- **The problem**
Type again, exactly, the lines below from the start through the line that includes "is cut into".

*** Data supplied Section Begins ***

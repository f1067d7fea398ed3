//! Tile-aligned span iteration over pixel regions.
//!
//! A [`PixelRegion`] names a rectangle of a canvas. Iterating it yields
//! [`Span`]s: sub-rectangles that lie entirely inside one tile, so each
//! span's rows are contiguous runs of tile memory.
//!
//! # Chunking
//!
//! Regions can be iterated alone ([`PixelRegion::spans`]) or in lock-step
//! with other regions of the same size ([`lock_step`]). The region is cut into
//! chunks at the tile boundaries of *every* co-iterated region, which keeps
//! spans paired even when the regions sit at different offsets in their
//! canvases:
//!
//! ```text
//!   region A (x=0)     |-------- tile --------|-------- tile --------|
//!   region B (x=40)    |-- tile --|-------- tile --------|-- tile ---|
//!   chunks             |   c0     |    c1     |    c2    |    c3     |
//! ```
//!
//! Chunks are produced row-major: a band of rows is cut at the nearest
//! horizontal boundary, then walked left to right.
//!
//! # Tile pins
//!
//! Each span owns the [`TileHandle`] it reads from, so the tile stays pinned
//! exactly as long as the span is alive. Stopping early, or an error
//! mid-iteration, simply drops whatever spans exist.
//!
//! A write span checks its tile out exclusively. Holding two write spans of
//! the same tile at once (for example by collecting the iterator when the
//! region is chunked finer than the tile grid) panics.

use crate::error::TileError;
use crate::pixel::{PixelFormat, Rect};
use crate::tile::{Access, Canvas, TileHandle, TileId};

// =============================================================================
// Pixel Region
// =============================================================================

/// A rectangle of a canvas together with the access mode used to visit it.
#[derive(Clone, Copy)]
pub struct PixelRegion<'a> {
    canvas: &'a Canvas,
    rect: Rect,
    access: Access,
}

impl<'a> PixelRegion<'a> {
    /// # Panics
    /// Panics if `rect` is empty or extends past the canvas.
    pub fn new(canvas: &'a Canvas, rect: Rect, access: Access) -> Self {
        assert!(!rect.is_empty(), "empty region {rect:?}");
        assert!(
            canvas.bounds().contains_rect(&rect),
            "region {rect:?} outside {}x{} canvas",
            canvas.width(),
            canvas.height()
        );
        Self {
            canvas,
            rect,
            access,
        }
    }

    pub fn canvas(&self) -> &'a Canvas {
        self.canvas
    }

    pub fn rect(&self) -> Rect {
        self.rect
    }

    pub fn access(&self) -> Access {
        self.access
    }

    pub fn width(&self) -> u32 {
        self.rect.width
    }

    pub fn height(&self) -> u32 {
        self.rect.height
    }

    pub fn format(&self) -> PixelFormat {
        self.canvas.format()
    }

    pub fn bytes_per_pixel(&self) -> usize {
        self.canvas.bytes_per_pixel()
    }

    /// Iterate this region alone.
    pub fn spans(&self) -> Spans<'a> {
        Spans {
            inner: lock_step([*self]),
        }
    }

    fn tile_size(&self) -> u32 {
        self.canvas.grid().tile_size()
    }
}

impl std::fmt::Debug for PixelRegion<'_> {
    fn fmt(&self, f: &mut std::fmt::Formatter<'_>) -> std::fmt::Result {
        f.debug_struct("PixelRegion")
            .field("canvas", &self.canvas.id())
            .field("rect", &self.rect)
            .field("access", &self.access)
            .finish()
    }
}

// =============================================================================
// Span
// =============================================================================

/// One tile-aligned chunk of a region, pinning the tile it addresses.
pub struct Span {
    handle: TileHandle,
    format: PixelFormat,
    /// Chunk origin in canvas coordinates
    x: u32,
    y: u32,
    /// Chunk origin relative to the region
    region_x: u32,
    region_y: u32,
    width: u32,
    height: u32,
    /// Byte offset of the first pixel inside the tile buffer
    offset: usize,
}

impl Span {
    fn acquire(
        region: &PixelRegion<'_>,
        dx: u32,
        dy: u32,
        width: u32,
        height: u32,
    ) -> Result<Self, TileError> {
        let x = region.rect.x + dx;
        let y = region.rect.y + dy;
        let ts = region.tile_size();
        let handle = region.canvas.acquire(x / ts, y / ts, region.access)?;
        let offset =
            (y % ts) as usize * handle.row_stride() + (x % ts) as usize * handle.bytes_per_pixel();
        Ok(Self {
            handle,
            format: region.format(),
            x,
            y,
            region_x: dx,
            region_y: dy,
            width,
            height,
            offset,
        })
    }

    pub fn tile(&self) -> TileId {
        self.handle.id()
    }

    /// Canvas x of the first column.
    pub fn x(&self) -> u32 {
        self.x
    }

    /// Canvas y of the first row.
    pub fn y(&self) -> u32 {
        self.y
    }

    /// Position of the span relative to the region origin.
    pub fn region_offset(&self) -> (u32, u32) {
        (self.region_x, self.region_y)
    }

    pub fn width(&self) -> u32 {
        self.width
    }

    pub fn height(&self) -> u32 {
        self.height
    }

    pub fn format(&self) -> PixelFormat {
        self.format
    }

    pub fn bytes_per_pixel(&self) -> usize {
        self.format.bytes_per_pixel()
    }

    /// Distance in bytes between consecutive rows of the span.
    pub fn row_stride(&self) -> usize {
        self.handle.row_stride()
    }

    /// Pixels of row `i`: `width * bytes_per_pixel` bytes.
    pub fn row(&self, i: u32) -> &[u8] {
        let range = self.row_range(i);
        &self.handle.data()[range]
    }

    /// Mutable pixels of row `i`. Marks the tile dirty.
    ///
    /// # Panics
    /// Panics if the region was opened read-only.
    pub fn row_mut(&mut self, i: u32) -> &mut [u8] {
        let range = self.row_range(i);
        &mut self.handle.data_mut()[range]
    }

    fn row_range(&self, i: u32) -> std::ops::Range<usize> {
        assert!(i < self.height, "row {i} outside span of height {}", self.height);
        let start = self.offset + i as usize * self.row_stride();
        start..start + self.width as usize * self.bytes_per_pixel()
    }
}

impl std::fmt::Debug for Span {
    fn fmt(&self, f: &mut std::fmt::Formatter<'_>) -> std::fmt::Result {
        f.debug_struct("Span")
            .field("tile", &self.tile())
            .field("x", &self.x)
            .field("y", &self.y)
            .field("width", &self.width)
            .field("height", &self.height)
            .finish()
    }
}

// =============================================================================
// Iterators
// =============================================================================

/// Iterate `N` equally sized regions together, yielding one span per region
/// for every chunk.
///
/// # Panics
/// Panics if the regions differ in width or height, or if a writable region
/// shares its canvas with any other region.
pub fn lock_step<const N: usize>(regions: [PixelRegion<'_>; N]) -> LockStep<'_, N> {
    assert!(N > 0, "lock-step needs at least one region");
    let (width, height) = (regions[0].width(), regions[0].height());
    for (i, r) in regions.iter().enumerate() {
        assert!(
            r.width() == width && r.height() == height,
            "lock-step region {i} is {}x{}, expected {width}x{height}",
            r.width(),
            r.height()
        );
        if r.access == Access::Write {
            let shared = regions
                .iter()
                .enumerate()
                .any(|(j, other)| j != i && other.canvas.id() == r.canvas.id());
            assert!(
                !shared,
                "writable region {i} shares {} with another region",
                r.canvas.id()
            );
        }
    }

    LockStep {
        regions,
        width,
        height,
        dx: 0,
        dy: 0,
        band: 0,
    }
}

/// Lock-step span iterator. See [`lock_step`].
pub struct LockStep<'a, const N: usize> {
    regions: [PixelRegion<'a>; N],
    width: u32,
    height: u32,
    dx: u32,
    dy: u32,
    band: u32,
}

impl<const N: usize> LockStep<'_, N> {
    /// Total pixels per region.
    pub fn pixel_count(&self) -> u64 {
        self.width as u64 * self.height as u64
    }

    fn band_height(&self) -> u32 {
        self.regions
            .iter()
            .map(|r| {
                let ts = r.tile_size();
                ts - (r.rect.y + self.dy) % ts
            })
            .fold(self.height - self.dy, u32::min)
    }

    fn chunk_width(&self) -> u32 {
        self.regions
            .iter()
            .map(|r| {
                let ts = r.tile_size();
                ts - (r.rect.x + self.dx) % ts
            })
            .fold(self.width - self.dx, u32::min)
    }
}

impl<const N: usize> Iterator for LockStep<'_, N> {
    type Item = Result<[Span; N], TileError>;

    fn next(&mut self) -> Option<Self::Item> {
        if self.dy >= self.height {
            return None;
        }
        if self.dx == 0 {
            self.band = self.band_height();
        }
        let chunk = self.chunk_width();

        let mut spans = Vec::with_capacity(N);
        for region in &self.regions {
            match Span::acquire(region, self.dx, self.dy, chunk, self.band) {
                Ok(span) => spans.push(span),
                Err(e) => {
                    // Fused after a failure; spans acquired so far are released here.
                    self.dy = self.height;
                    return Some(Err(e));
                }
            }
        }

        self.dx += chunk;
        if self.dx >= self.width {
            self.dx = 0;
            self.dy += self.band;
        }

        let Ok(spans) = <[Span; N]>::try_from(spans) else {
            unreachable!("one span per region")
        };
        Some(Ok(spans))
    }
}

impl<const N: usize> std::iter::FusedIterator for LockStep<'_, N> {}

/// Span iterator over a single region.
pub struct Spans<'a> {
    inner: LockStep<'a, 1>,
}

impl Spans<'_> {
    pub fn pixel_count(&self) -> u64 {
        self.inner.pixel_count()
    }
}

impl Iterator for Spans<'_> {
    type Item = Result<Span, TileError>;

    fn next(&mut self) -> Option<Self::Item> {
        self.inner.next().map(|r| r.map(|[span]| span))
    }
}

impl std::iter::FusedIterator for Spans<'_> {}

*** Data supplied Section Ends ***

- **Solution for this task**
repository f1067d7fea398ed3
//! Tile-aligned span iteration over pixel regions.
//!
//! A [`PixelRegion`] names a rectangle of a canvas. Iterating it yields
//! [`Span`]s: sub-rectangles that lie entirely inside one tile, so each
//! span's rows are contiguous runs of tile memory.
//!
//! # Chunking
//!
//! Regions can be iterated alone ([`PixelRegion::spans`]) or in lock-step
//! with other regions of the same size ([`lock_step`]). The region is cut into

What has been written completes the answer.